Star Wars Jedi Knight: Dark Forces II is a 1997 first-person shooter video game developed and published by LucasArts for Microsoft Windows. It was later re-released on Steam in September 2009,[2][3] and again in 2015 on GOG.com. The game is set in the Star Wars fictional universe and is a sequel to the 1995 game Star Wars: Dark Forces. Jedi Knight was very well-received by critics.

The storyline in Jedi Knight follows Kyle Katarn, who first appeared in Dark Forces. Katarn's father had been murdered by a Dark Jedi over the location of "The Valley of the Jedi" and the game follows Katarn's attempts to find the Valley and confront his father's killers. Jedi Knight adds some technical and gameplay improvements over its predecessor. It uses a more powerful game engine that supports 3D acceleration using Direct3D 5.0. Jedi Knight also includes a multiplayer mode that allows players to compete over the internet or a local area network. On January 31, 1998, Star Wars Jedi Knight: Mysteries of the Sith was released as an expansion to Dark Forces II. The game was a large success and as a result, the next game in the series followed in 2002, Star Wars Jedi Knight II: Jedi Outcast.

Gameplay[edit]

Single-player[edit]

Jedi Knight is primarily a first-person shooter, although it does offer the choice of a third-person view.[4] The game consists of twenty-one levels with objectives which the player must complete before being able to continue to the next level. There are weapons available in each level and after level three, the player has the use of a lightsaber, along with the Force.[5] In addition to being an effective weapon, the lightsaber is also a useful tool for the player, providing light in dark areas,[6] deflecting incoming blaster fire and cutting through some obstacles.

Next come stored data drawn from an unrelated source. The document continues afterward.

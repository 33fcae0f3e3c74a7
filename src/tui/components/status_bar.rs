// Status bar component
//
// One line at the bottom: current view, active problem and language,
// autosave state, progress counts, and the most recent warning.

use super::truncate_to_width;
use crate::tui::app::{App, View};
use crate::tui::theme;
use ratatui::{
    layout::Rect,
    style::Style,
    text::{Line, Span},
    widgets::Paragraph,
    Frame,
};
use std::time::Duration;

/// How long the "saved" flash stays visible after an autosave flush
const SAVED_FLASH: Duration = Duration::from_secs(2);

pub fn render(f: &mut Frame, area: Rect, app: &App) {
    let mut spans: Vec<Span> = vec![
        Span::styled(
            format!(" {} ", app.view.name()),
            Style::default().fg(theme::FG).bg(theme::ACCENT),
        ),
        Span::raw(" "),
    ];

    if app.view == View::Editor {
        if let Some(detail) = &app.detail {
            spans.push(Span::styled(
                truncate_to_width(&format!("{}. {}", detail.id, detail.title), 40),
                Style::default().fg(theme::FG),
            ));
            spans.push(Span::styled(
                format!(" [{}]", app.session.current_language()),
                Style::default().fg(theme::ACCENT),
            ));
        }

        let save_state = if app.session.autosave_pending() {
            Some(Span::styled("  saving…", Style::default().fg(theme::DIM)))
        } else if app
            .last_autosave
            .is_some_and(|at| at.elapsed() < SAVED_FLASH)
        {
            Some(Span::styled("  saved", Style::default().fg(theme::SUCCESS)))
        } else {
            None
        };
        spans.extend(save_state);

        spans.push(Span::styled(
            format!("  edit:{}", app.focus.name()),
            Style::default().fg(theme::DIM),
        ));
    }

    let (solved, attempted) = app.session.progress_counts();
    spans.push(Span::styled(
        format!("  ✅ {solved} ⚠ {attempted}"),
        Style::default().fg(theme::DIM),
    ));

    if app.session.storage_degraded() {
        spans.push(Span::styled(
            "  mem-only",
            Style::default().fg(theme::ERROR),
        ));
    }

    // One warning slot: an explicit notice first, else the last warning
    // captured from tracing
    if let Some(notice) = &app.notice {
        spans.push(Span::styled(
            format!("  {}", truncate_to_width(notice, 60)),
            Style::default().fg(theme::WARNING),
        ));
    } else if let Some(entry) = app.log_buffer.last_warning() {
        spans.push(Span::styled(
            format!("  {}", truncate_to_width(&entry.message, 60)),
            Style::default().fg(theme::WARNING),
        ));
    }

    spans.push(Span::styled(
        "  ? help",
        Style::default().fg(theme::DIM),
    ));

    f.render_widget(Paragraph::new(Line::from(spans)), area);
}
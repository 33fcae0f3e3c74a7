// View rendering - dispatches to the active screen and draws overlays

mod dashboard;
mod editor;
mod list;

use super::app::{App, View};
use super::components::status_bar;
use super::modal::Modal;
use super::theme;
use ratatui::{
    layout::{Constraint, Layout, Rect},
    style::{Modifier, Style},
    text::{Line, Span},
    widgets::{Block, Borders, Clear, Paragraph},
    Frame,
};

pub fn draw(f: &mut Frame, app: &mut App) {
    let chunks = Layout::vertical([Constraint::Min(0), Constraint::Length(1)]).split(f.area());

    match app.view {
        View::Dashboard => dashboard::render(f, chunks[0], app),
        View::List => list::render(f, chunks[0], app),
        View::Editor => editor::render(f, chunks[0], app),
    }

    status_bar::render(f, chunks[1], app);

    if let Some(modal) = app.modal {
        draw_modal(f, modal);
    }
}

fn draw_modal(f: &mut Frame, modal: Modal) {
    let area = centered_rect(f.area(), 60, 12);
    f.render_widget(Clear, area);

    let block = Block::default()
        .borders(Borders::ALL)
        .border_style(Style::default().fg(theme::ACCENT))
        .title(format!(" {} ", modal.title()));

    let lines: Vec<Line> = match modal {
        Modal::ConfirmReset => vec![
            Line::default(),
            Line::from("Reset code to default?"),
            Line::from("This will lose your current changes."),
            Line::default(),
            Line::from(vec![
                Span::styled("[y] ", Style::default().fg(theme::ERROR)),
                Span::raw("reset    "),
                Span::styled("[n] ", Style::default().fg(theme::SUCCESS)),
                Span::raw("keep my code"),
            ]),
        ],
        Modal::Help => vec![
            help_line("j/k or arrows", "navigate lists"),
            help_line("Enter", "open collection / problem"),
            help_line("1/2/3, f, /", "filter by difficulty, topic, search"),
            help_line("Ctrl+Enter", "run with custom input"),
            help_line("Ctrl+Shift+Enter", "submit against all tests"),
            help_line("Ctrl+T / Ctrl+P", "cycle tabs / console panes"),
            help_line("Ctrl+L", "switch language"),
            help_line("Ctrl+R", "reset buffer to boilerplate"),
            help_line("Esc", "back"),
            help_line("q / Ctrl+Q", "quit"),
        ],
    };

    f.render_widget(Paragraph::new(lines).block(block), area);
}

fn help_line(keys: &str, action: &str) -> Line<'static> {
    Line::from(vec![
        Span::styled(
            format!(" {keys:<18}"),
            Style::default()
                .fg(theme::ACCENT)
                .add_modifier(Modifier::BOLD),
        ),
        Span::styled(action.to_string(), Style::default().fg(theme::FG)),
    ])
}

/// A centered rect of at most `width` x `height` inside `area`
fn centered_rect(area: Rect, width: u16, height: u16) -> Rect {
    let width = width.min(area.width);
    let height = height.min(area.height);
    Rect {
        x: area.x + (area.width - width) / 2,
        y: area.y + (area.height - height) / 2,
        width,
        height,
    }
}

There are three types of Force powers; light, dark and neutral. Light Force powers provide nonviolent advantages such as being able to restore health or persuade enemies to ignore the player. Dark Force powers are violent and give the ability to throw objects or choke enemies. Neutral powers enhance athletic abilities such as being able to jump higher or run faster.[7] There are fourteen powers in total, four of each type and a bonus power in each light and dark if the Jedi stays true to that path.[8] Players earn stars to allocate toward Force powers by completing specific levels. By finding all the secrets in a level, players can also gain one bonus star to use. Between levels, the player can choose which Force powers to enhance by allocating stars to that power. Stars cannot be reclaimed from powers later on.[9][10]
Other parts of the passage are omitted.